Le décor est constitué de lumières LED parmi lesquelles évoluent les musiciens-acteurs-chanteurs, une technologie qui permet d'appeler chacune des lumières individuellement et de lui donner une couleur et une intensité à un moment précis. On mise également sur des projections sur un écran transparent et sur les murs de la salle synchronisées avec la musique.

Éviter le piège

Le piège d'un tel exercice est évident: à force de vouloir faire moderne, on risque de céder au gadget, à la bébelle. Taschereau en est conscient. «Si c'était juste moi, on risquerait beaucoup de tomber dedans, mais Michel et Victor m'arrêtent: «C'est trop, enlève ton chapeau de vendeur, François.»» La réaction du public de Québec l'a rassuré: «Ils nous ont dit: on s'est amusés et on a ri. On ne s'attendait pas nécessairement à ça.»

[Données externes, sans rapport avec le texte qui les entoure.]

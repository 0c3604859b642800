//! Sends one message to a running echo API and prints the reply.

use echo_client::EchoClient;
use tracing_subscriber::{layer::SubscriberExt, util::SubscriberInitExt};

const DEFAULT_MESSAGE: &str = "Hello! This is my first chatbot message.";

#[tokio::main]
async fn main() -> Result<(), Box<dyn std::error::Error + Send + Sync>> {
    tracing_subscriber::registry()
        .with(tracing_subscriber::EnvFilter::new(
            std::env::var("RUST_LOG").unwrap_or_else(|_| "warn".into()),
        ))
        .with(tracing_subscriber::fmt::layer())
        .init();

    let args: Vec<String> = std::env::args().skip(1).collect();
    let message = if args.is_empty() {
        DEFAULT_MESSAGE.to_string()
    } else {
        args.join(" ")
    };

    let client = EchoClient::from_env();
    client.health().await?;
    let reply = client.send(&message).await?;
    println!("Reply: {}", reply);
    Ok(())
}
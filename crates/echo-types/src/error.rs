//! Errors raised while reading a chat request body.

#[derive(Debug, thiserror::Error)]
pub enum EchoError {
    #[error("request body is empty")]
    EmptyBody,
    #[error("request body is not valid JSON: {0}")]
    InvalidJson(#[from] serde_json::Error),
    #[error("request body is not a JSON object")]
    NotAnObject,
}
//! Request and reply DTOs for `POST /messages`.

use crate::EchoError;
use serde::{Deserialize, Serialize};
use serde_json::{Map, Value};

/// Fixed text every reply starts with.
pub const REPLY_PREFIX: &str = "You said: ";

/// Incoming chat body. Any JSON object is accepted; only `message` is read.
#[derive(Debug, Clone, Default, PartialEq, Serialize)]
#[serde(transparent)]
pub struct ChatRequest {
    fields: Map<String, Value>,
}

impl ChatRequest {
    /// Build a request carrying a single string message.
    pub fn with_message(message: impl Into<String>) -> Self {
        let mut fields = Map::new();
        fields.insert("message".to_string(), Value::String(message.into()));
        Self { fields }
    }

    /// Strict parse of a raw body.
    pub fn parse(body: &[u8]) -> Result<Self, EchoError> {
        if body.iter().all(u8::is_ascii_whitespace) {
            return Err(EchoError::EmptyBody);
        }
        match serde_json::from_slice::<Value>(body)? {
            Value::Object(fields) => Ok(Self { fields }),
            _ => Err(EchoError::NotAnObject),
        }
    }

    /// Raw `message` value, if the caller sent one.
    pub fn message(&self) -> Option<&Value> {
        self.fields.get("message")
    }

    /// The message as reply text.
    ///
    /// Missing and `null` become `""`. Strings are used verbatim. Every other
    /// JSON value is rendered as its compact JSON text (`42`, `true`, `[1,2]`).
    pub fn message_text(&self) -> String {
        match self.message() {
            None | Some(Value::Null) => String::new(),
            Some(Value::String(s)) => s.clone(),
            Some(other) => other.to_string(),
        }
    }
}

/// Outgoing chat body.
#[derive(Debug, Clone, PartialEq, Eq, Serialize, Deserialize)]
pub struct ChatReply {
    pub reply: String,
}

impl ChatReply {
    pub fn echo(message: &str) -> Self {
        Self {
            reply: format!("{}{}", REPLY_PREFIX, message),
        }
    }
}
//! Core types for the echo chat API.
//!
//! The wire shapes are `{"message": ...}` in and `{"reply": "You said: ..."}` out.

mod dto;
mod error;

pub use dto::*;
pub use error::*;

Il faut dire que les textes des chansons, signés Simon Fortin, sont pour la plupart drôles et truffés de calembours, sur des musiques pondues par Taschereau, qui les chante, et énergisées par les arrangements de Champion. Les deux chansons dénonciatrices de l'album, Les cupides décident et Mon église me culpabilise, sont servies au début du spectacle: «On se libère de ça pour être par la suite un peu plus légers, entre guillemets.»

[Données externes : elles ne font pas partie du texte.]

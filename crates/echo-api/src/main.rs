//! Echo chat API server: GET /, POST /messages.

use echo_api::{EchoServer, ServerConfig};
use tracing_subscriber::{layer::SubscriberExt, util::SubscriberInitExt};

#[tokio::main]
async fn main() -> Result<(), Box<dyn std::error::Error + Send + Sync>> {
    let config = ServerConfig::from_env()?;

    tracing_subscriber::registry()
        .with(tracing_subscriber::EnvFilter::new(
            std::env::var("RUST_LOG").unwrap_or_else(|_| config.log_filter().into()),
        ))
        .with(tracing_subscriber::fmt::layer())
        .init();

    let server = EchoServer::new(config);
    if server.config().debug {
        tracing::debug!(config = ?server.config(), "debug mode enabled");
    }
    server.serve().await?;
    Ok(())
}
//! crates/cat_tales_core/src/validation.rs
//!
//! Statistical sanity checks over extracted text. All rules run
//! independently and every issue is collected — nothing short-circuits —
//! so a failed validation still returns full statistics for diagnostics.

use serde::Serialize;
use std::collections::HashSet;

/// Statistics gathered while validating a block of text.
#[derive(Debug, Clone, PartialEq, Serialize)]
pub struct TextStats {
    pub word_count: usize,
    pub character_count: usize,
    pub sentence_count: usize,
    pub unique_word_ratio: f64,
    pub alphanumeric_ratio: f64,
}

/// Outcome of validating extracted content.
#[derive(Debug, Clone, PartialEq, Serialize)]
pub struct ValidationReport {
    pub valid: bool,
    pub issues: Vec<String>,
    pub stats: TextStats,
}

const MIN_WORDS: usize = 10;
const MIN_CHARS: usize = 50;
const MIN_ALPHANUMERIC_RATIO: f64 = 0.7;
const MIN_WORDS_PER_SENTENCE: f64 = 3.0;
const MIN_UNIQUE_WORD_RATIO: f64 = 0.3;
/// Repetition is only judged once there is enough text to judge it on.
const REPETITION_MIN_WORDS: usize = 50;

/// Validates extracted document text. Never fails; the caller decides what
/// to do with an invalid report.
pub fn validate(text: &str) -> ValidationReport {
    let stats = compute_stats(text);
    let mut issues = Vec::new();

    if stats.word_count < MIN_WORDS {
        issues.push(format!(
            "too few words extracted ({} < {MIN_WORDS})",
            stats.word_count
        ));
    }
    if stats.character_count < MIN_CHARS {
        issues.push(format!(
            "extracted content too short ({} < {MIN_CHARS} characters)",
            stats.character_count
        ));
    }
    if stats.character_count > 0 && stats.alphanumeric_ratio < MIN_ALPHANUMERIC_RATIO {
        issues.push(format!(
            "low alphanumeric ratio ({:.2}); possible encoding or special-character anomaly",
            stats.alphanumeric_ratio
        ));
    }
    if stats.sentence_count > 0 {
        let words_per_sentence = stats.word_count as f64 / stats.sentence_count as f64;
        if words_per_sentence < MIN_WORDS_PER_SENTENCE {
            issues.push(format!(
                "fragmented sentence structure ({words_per_sentence:.1} words per sentence)"
            ));
        }
    }
    if stats.word_count > REPETITION_MIN_WORDS && stats.unique_word_ratio < MIN_UNIQUE_WORD_RATIO {
        issues.push(format!(
            "excessive repetition (unique word ratio {:.2})",
            stats.unique_word_ratio
        ));
    }

    ValidationReport {
        valid: issues.is_empty(),
        issues,
        stats,
    }
}

fn compute_stats(text: &str) -> TextStats {
    let words: Vec<&str> = text.split_whitespace().collect();
    let word_count = words.len();
    let character_count = text.chars().count();

    let sentence_count = text
        .split(['.', '!', '?'])
        .filter(|s| !s.trim().is_empty())
        .count();

    let unique: HashSet<String> = words.iter().map(|w| w.to_lowercase()).collect();
    let unique_word_ratio = if word_count > 0 {
        unique.len() as f64 / word_count as f64
    } else {
        0.0
    };

    let alphanumeric = text.chars().filter(|c| c.is_ascii_alphanumeric()).count();
    let alphanumeric_ratio = if character_count > 0 {
        alphanumeric as f64 / character_count as f64
    } else {
        0.0
    };

    TextStats {
        word_count,
        character_count,
        sentence_count,
        unique_word_ratio,
        alphanumeric_ratio,
    }
}

#[cfg(test)]
mod tests {
    use super::*;

    #[test]
    fn clean_prose_passes() {
        let text = "The mitochondria is the powerhouse of the cell. It converts \
                    nutrients into energy through respiration. Plants instead rely \
                    on chloroplasts for photosynthesis during daylight hours.";
        let report = validate(text);
        assert!(report.valid, "issues: {:?}", report.issues);
        assert!(report.stats.word_count >= 10);
    }

    #[test]
    fn forty_character_text_is_too_short() {
        // Scenario: a scanned PDF yielding almost nothing.
        let text = "Lorem ipsum dolor sit amet, consectetu"; // 38 chars
        let report = validate(text);
        assert!(!report.valid);
        assert!(report.issues.iter().any(|i| i.contains("too short")));
        assert!(report.issues.iter().any(|i| i.contains("too few words")));
        // Stats still populated for diagnostics.
        assert_eq!(report.stats.character_count, text.chars().count());
    }

    #[test]
    fn garbage_encoding_is_flagged() {
        let text = "�����♦♦♦ ��� ☺☺ ����� ♦♦ ����� ☺ ���� ♦♦♦ ����� ☺☺ ���� ♦ �����";
        let report = validate(text);
        assert!(!report.valid);
        assert!(report
            .issues
            .iter()
            .any(|i| i.contains("alphanumeric")), "issues: {:?}", report.issues);
    }

    #[test]
    fn fragmented_structure_is_flagged() {
        let text = "One two. Three go. Ok yes. No sir. Hm ah. So it. Be do. Is at. Up we. Go on.";
        let report = validate(text);
        assert!(report
            .issues
            .iter()
            .any(|i| i.contains("fragmented")), "issues: {:?}", report.issues);
    }

    #[test]
    fn repetition_needs_enough_words_to_trigger() {
        let wall = "cat ".repeat(200);
        let report = validate(&wall);
        assert!(report
            .issues
            .iter()
            .any(|i| i.contains("repetition")), "issues: {:?}", report.issues);

        // The same repetition under 50 words is not judged.
        let short = "cat ".repeat(20);
        let report = validate(&short);
        assert!(!report.issues.iter().any(|i| i.contains("repetition")));
    }

    #[test]
    fn empty_input_reports_all_stats() {
        let report = validate("");
        assert!(!report.valid);
        assert_eq!(report.stats.word_count, 0);
        assert_eq!(report.stats.character_count, 0);
        assert_eq!(report.stats.sentence_count, 0);
        assert_eq!(report.stats.unique_word_ratio, 0.0);
        assert_eq!(report.stats.alphanumeric_ratio, 0.0);
    }
}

Taschereau a d'autres projets dans ses cartons dont le retour des frères pogo qui font quatre chansons dans le fidelcho et lanceront un album à l'automne: «Au début des années 80, les pogo faisaient leur truc avec des petits synthétiseurs Yamaha à batterie. Aujourd'hui, ils arrivent sur scène avec des iPad. Dans la première version du spectacle, à Québec, on était branchés avec des fils et on jouait sur une planche à repasser. Aujourd'hui, on utilise la nouvelle génération d'iPad comme des contrôleurs sans fil, complètement mobiles.»

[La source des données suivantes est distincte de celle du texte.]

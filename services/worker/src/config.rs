//! services/worker/src/config.rs
//!
//! Defines the application's configuration structure and loading logic.
//!
//! All configuration is loaded from environment variables at startup. The
//! `.env` file is used for local development. Pricing, context windows, and
//! rate budgets are part of the config so tests and deployments can
//! override them without touching code.

use cat_tales_core::params::{PricingTable, TierRates};
use std::net::SocketAddr;
use std::path::PathBuf;
use tracing::Level;

/// A custom error type for configuration loading failures.
#[derive(Debug, thiserror::Error)]
pub enum ConfigError {
    #[error("Missing the environment variable {0}")]
    MissingVar(String),
    #[error("Invalid value for the environment variable {0}: {1}")]
    InvalidValue(String, String),
}

/// Holds all configuration loaded from the environment at startup.
#[derive(Clone, Debug)]
pub struct Config {
    pub bind_address: SocketAddr,
    pub database_url: String,
    pub log_level: Level,
    pub openai_api_key: Option<String>,
    /// Concrete model names behind the two user-facing tiers.
    pub fast_model: String,
    pub advanced_model: String,
    /// Context window sizes (tokens) used for source-text budgeting.
    pub fast_context_tokens: u32,
    pub advanced_context_tokens: u32,
    pub gateway_timeout_secs: u64,
    pub pricing: PricingTable,
    /// Rate budgets the throttle enforces across all workers.
    pub requests_per_minute: u32,
    pub tokens_per_minute: u32,
    /// Root directory for stored document blobs.
    pub storage_root: PathBuf,
    /// Worker tasks spawned per queue lane.
    pub workers_per_lane: usize,
}

impl Config {
    /// Loads configuration from environment variables.
    ///
    /// Looks for a `.env` file in the current directory for development,
    /// but this is skipped in test environments to keep tests hermetic.
    pub fn from_env() -> Result<Self, ConfigError> {
        if !cfg!(test) {
            dotenvy::dotenv().ok();
        }

        // --- Server and database settings ---
        let bind_address_str =
            std::env::var("BIND_ADDRESS").unwrap_or_else(|_| "0.0.0.0:3000".to_string());
        let bind_address = bind_address_str
            .parse::<SocketAddr>()
            .map_err(|e| ConfigError::InvalidValue("BIND_ADDRESS".to_string(), e.to_string()))?;

        let database_url = std::env::var("DATABASE_URL")
            .map_err(|_| ConfigError::MissingVar("DATABASE_URL".to_string()))?;

        let log_level_str = std::env::var("RUST_LOG").unwrap_or_else(|_| "INFO".to_string());
        let log_level = log_level_str.parse::<Level>().map_err(|_| {
            ConfigError::InvalidValue(
                "RUST_LOG".to_string(),
                format!("'{}' is not a valid log level", log_level_str),
            )
        })?;

        // --- API key (optional so non-AI commands still start) ---
        let openai_api_key = std::env::var("OPENAI_API_KEY").ok();

        // --- Model tiers ---
        let fast_model =
            std::env::var("FAST_MODEL").unwrap_or_else(|_| "gpt-4o-mini".to_string());
        let advanced_model =
            std::env::var("ADVANCED_MODEL").unwrap_or_else(|_| "gpt-4o".to_string());
        let fast_context_tokens = parse_var("FAST_CONTEXT_TOKENS", 16_385)?;
        let advanced_context_tokens = parse_var("ADVANCED_CONTEXT_TOKENS", 128_000)?;
        let gateway_timeout_secs = parse_var("GATEWAY_TIMEOUT_SECS", 120)?;

        // --- Pricing (per 1K tokens) ---
        let defaults = PricingTable::default();
        let pricing = PricingTable {
            fast: TierRates {
                input_per_1k: parse_var("FAST_INPUT_COST_PER_1K", defaults.fast.input_per_1k)?,
                output_per_1k: parse_var("FAST_OUTPUT_COST_PER_1K", defaults.fast.output_per_1k)?,
            },
            advanced: TierRates {
                input_per_1k: parse_var(
                    "ADVANCED_INPUT_COST_PER_1K",
                    defaults.advanced.input_per_1k,
                )?,
                output_per_1k: parse_var(
                    "ADVANCED_OUTPUT_COST_PER_1K",
                    defaults.advanced.output_per_1k,
                )?,
            },
        };

        // --- Rate budgets and workers ---
        let requests_per_minute = parse_var("AI_REQUESTS_PER_MINUTE", 20)?;
        let tokens_per_minute = parse_var("AI_TOKENS_PER_MINUTE", 40_000)?;
        let workers_per_lane = parse_var("WORKERS_PER_LANE", 2)?;

        let storage_root = std::env::var("STORAGE_ROOT")
            .map(PathBuf::from)
            .unwrap_or_else(|_| PathBuf::from("./storage"));

        Ok(Self {
            bind_address,
            database_url,
            log_level,
            openai_api_key,
            fast_model,
            advanced_model,
            fast_context_tokens,
            advanced_context_tokens,
            gateway_timeout_secs,
            pricing,
            requests_per_minute,
            tokens_per_minute,
            storage_root,
            workers_per_lane,
        })
    }

    /// The concrete model name for a tier.
    pub fn model_name(&self, tier: cat_tales_core::ModelTier) -> &str {
        match tier {
            cat_tales_core::ModelTier::Fast => &self.fast_model,
            cat_tales_core::ModelTier::Advanced => &self.advanced_model,
        }
    }

    /// The context window for a tier, in tokens.
    pub fn context_tokens(&self, tier: cat_tales_core::ModelTier) -> u32 {
        match tier {
            cat_tales_core::ModelTier::Fast => self.fast_context_tokens,
            cat_tales_core::ModelTier::Advanced => self.advanced_context_tokens,
        }
    }
}

fn parse_var<T: std::str::FromStr>(name: &str, default: T) -> Result<T, ConfigError> {
    match std::env::var(name) {
        Ok(raw) => raw
            .parse::<T>()
            .map_err(|_| ConfigError::InvalidValue(name.to_string(), raw)),
        Err(_) => Ok(default),
    }
}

François Taschereau ne s'offusque pas qu'on le perçoive comme un gars qui a fait un coup d'argent et qui s'offre aujourd'hui le trip de sa vie. «C'est juste, dit-il. Et puis faire un disque et surtout produire un spectacle de cette envergure, ça coûte assez cher.»

Il rêve maintenant de donner une seconde vie au fidelcho et peut-être même de le transporter outre-Atlantique: «Quand je me suis assis avec Simon et Maxime, il y a environ cinq ans, je leur ai dit: la journée où on sera de l'autre côté et on prendra un verre ensemble, on pourra dire mission accomplie. On a encore des rêves à réaliser.»

Le fidelcho, Cinquième Salle de la Place des Arts, du 11 au 14 mai.